You are sooooooooo clever, eh?
Tiberius
November 13th, 2010 9:01am Report this commentIt's been one of those busy times at the office recently, TGF, and in any case there are only so many times one wants to say to the wolves howling at he moon, that they are wasting valuable oxygen. Hence my admiration for the tireless TrevorsDen.
TGF UKIP
November 13th, 2010 12:55pm Report this commentConcluded the trench is no longer defensible have we, Tiberius, and hopped out to do a little sniping instead.
Nice to see your association with Trevorsden being formalised though Tiberius.
Meanwhile, I note your own whingeing wolf doing a little howling.
JohnAnt
November 13th, 2010 5:06pm Report this comment"I define a fair tax system as one where the burden falls greater on the highly-paid."
If the 'burden' were proportional to income, I could follow your logic, but what you mean, Fraser, is that you want the burden to fall disproportionately on those who earn above a certain arbitrary figure - and most libertarians would disagree that this is 'fair'. The idea that profits and incomes should be taxed on a parabolic curve is simply the result of state greed and incompetence. To hijack the word 'progressive' for this arrant nonsense is the last straw.
You play with your nice Scottish 'fairness' toy all you want, Fraser, while capital, trade and talent flees the country in droves. You forget that tax jurisdictions - like businesses - operate on the principle of competition.
Tiberius
November 13th, 2010 7:09pm Report this commentDid you enjoy your own little sojourn in the bottom three, TGF?
Edward McLaughlin
November 13th, 2010 8:25pm Report this commentJohnAnt
Someone who earns £500,000/annum, can rightly be expected to shoulder more tax burden than someone on £50,000/annum, whilst still enjoying a really comfortable life.
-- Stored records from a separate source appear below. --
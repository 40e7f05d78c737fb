//! Endpoint records and handler adapters.
//!
//! An [`Endpoint`] is the registration record the route table stores:
//! a handler plus the ordered pipeline steps attached at registration
//! time. Endpoints are immutable after registration.

use std::sync::Arc;

use http::Method;
use portico_core::{HttpResult, RequestContext, ResponseWriter};
use portico_pipeline::{
    BoxFuture, Guard, Interceptor, Middleware, PipelineStep,
};

/// A request handler: the terminal unit of a matched route.
///
/// Handlers read from the [`RequestContext`] and write through the
/// [`ResponseWriter`]; an explicit `send()` is optional — the chain's
/// terminal step sends whatever the handler built.
pub trait Handler: Send + Sync + 'static {
    /// Handles a matched request.
    fn call<'a>(
        &'a self,
        req: &'a mut RequestContext,
        res: &'a mut ResponseWriter,
    ) -> BoxFuture<'a, HttpResult<()>>;
}

/// A handler created from a function.
pub struct FnHandler<F> {
    func: F,
}

impl<F> FnHandler<F>
where
    F: for<'a> Fn(&'a mut RequestContext, &'a mut ResponseWriter) -> BoxFuture<'a, HttpResult<()>>
        + Send
        + Sync
        + 'static,
{
    /// Creates a new function-based handler.
    pub const fn new(func: F) -> Self {
        Self { func }
    }
}

impl<F> Handler for FnHandler<F>
where
    F: for<'a> Fn(&'a mut RequestContext, &'a mut ResponseWriter) -> BoxFuture<'a, HttpResult<()>>
        + Send
        + Sync
        + 'static,
{
    fn call<'a>(
        &'a self,
        req: &'a mut RequestContext,
        res: &'a mut ResponseWriter,
    ) -> BoxFuture<'a, HttpResult<()>> {
        (self.func)(req, res)
    }
}

/// Wraps a function into a [`Handler`].
///
/// # Example
///
/// ```rust
/// use portico_server::handler_fn;
/// use http::StatusCode;
///
/// let handler = handler_fn(|_req, res| {
///     Box::pin(async move {
///         res.status(StatusCode::OK).text("pong");
///         Ok(())
///     })
/// });
/// ```
pub fn handler_fn<F>(func: F) -> FnHandler<F>
where
    F: for<'a> Fn(&'a mut RequestContext, &'a mut ResponseWriter) -> BoxFuture<'a, HttpResult<()>>
        + Send
        + Sync
        + 'static,
{
    FnHandler::new(func)
}

/// Ordered pipeline steps attached to one route.
///
/// Middleware, guards, and interceptors keep their declaration order
/// within the route level — a guard declared after a middleware runs
/// after it.
///
/// # Example
///
/// ```rust
/// use portico_server::RouteOptions;
/// use portico_pipeline::PredicateGuard;
/// use portico_core::RequestContext;
///
/// let options = RouteOptions::new()
///     .guard(PredicateGuard::new("api-key", |req: &RequestContext| {
///         req.header("x-api-key") == Some("secret")
///     }));
/// ```
#[derive(Debug, Clone, Default)]
pub struct RouteOptions {
    steps: Vec<PipelineStep>,
}

impl RouteOptions {
    /// Creates empty options.
    #[must_use]
    pub fn new() -> Self {
        Self::default()
    }

    /// Appends a middleware step.
    #[must_use]
    pub fn middleware<M: Middleware>(mut self, middleware: M) -> Self {
        self.steps.push(PipelineStep::middleware(middleware));
        self
    }

    /// Appends a guard step.
    #[must_use]
    pub fn guard<G: Guard>(mut self, guard: G) -> Self {
        self.steps.push(PipelineStep::guard(guard));
        self
    }

    /// Appends an interceptor step.
    #[must_use]
    pub fn interceptor<I: Interceptor>(mut self, interceptor: I) -> Self {
        self.steps.push(PipelineStep::interceptor(interceptor));
        self
    }

    /// Appends an already-wrapped step.
    #[must_use]
    pub fn step(mut self, step: PipelineStep) -> Self {
        self.steps.push(step);
        self
    }

    /// Returns the steps in declaration order.
    #[must_use]
    pub fn steps(&self) -> &[PipelineStep] {
        &self.steps
    }

    pub(crate) fn into_steps(self) -> Vec<PipelineStep> {
        self.steps
    }
}

/// A registered route: method, pattern, handler, and attached steps.
///
/// Stored in the route table at configuration time; immutable
/// afterwards.
#[derive(Clone)]
pub struct Endpoint {
    method: Method,
    pattern: String,
    handler: Arc<dyn Handler>,
    /// Group steps followed by route steps, flattened at registration.
    steps: Arc<[PipelineStep]>,
}

impl Endpoint {
    pub(crate) fn new(
        method: Method,
        pattern: impl Into<String>,
        handler: Arc<dyn Handler>,
        steps: Vec<PipelineStep>,
    ) -> Self {
        Self {
            method,
            pattern: pattern.into(),
            handler,
            steps: steps.into(),
        }
    }

    /// Returns the HTTP method.
    #[must_use]
    pub fn method(&self) -> &Method {
        &self.method
    }

    /// Returns the registered pattern text.
    #[must_use]
    pub fn pattern(&self) -> &str {
        &self.pattern
    }

    /// Returns the handler.
    #[must_use]
    pub fn handler(&self) -> &Arc<dyn Handler> {
        &self.handler
    }

    /// Returns the attached steps in execution order.
    #[must_use]
    pub fn steps(&self) -> &[PipelineStep] {
        &self.steps
    }
}

impl std::fmt::Debug for Endpoint {
    fn fmt(&self, f: &mut std::fmt::Formatter<'_>) -> std::fmt::Result {
        f.debug_struct("Endpoint")
            .field("method", &self.method)
            .field("pattern", &self.pattern)
            .field("steps", &self.steps.len())
            .finish()
    }
}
It isn't any more complicated or sophisticated than that.
Any capital, trade or talent which feels like thinning out when faced with this, is very welcome to do so. See how long it is under the new regime, before they see what they are missing.
Edward McLaughlin
November 13th, 2010 8:33pm Report this commentMajor Plonquer 1
I wish you and your low tax rate and your Sky channels all the best out there. Enjoy your view of the world's finest panorama of high rise housing blocks. Maybe order a Chinese?
We'll all miss you down the Red Lion.
JohnAnt
November 15th, 2010 12:14am Report this comment@Edward McLaughlin
You want anyone who earns in the arbitrary higher rate - more than £43K pa - to pay twice as much tax on the marginal amount as someone who earns below £42K. You also want them to be retrospectively taxed double on all their savings. You want someone who earns £150K plus to be taxed another 30% and lose pension.
And your argument is that they can be 'expected' to. And that you find these exponential tax rates fair.
You seem quite fond of taxing others, but I don't think you've realized that many of these people are multilingual, locationally flexible, extremely sought-after, and perfectly capable of moving elsewhere, regardless of what you 'expect' of them. Many already have moved to more competitive tax jurisdictions where taxes are more pragmatically levied - so have many of their companies. More will follow. Many emigrants will be lower rate taxpayers unconvinced that they'll be 'missing' much. And they'll be replaced by - well, by whom exactly? I think we can guess.
Fairness - whether we agree with my linear percentage taxation concept or your exponential one - is no longer an argument, if milkcow taxpayers aren't there any more to tax. The downtrodden masses can break all the windows they want - it just leaves you with more broken windows to mend. Which of course is prefect economics if you're a keynesian! :-)
NotaSheep
November 16th, 2010 2:44pm Report this commentSurely the Climate Change bill will cost this country far more.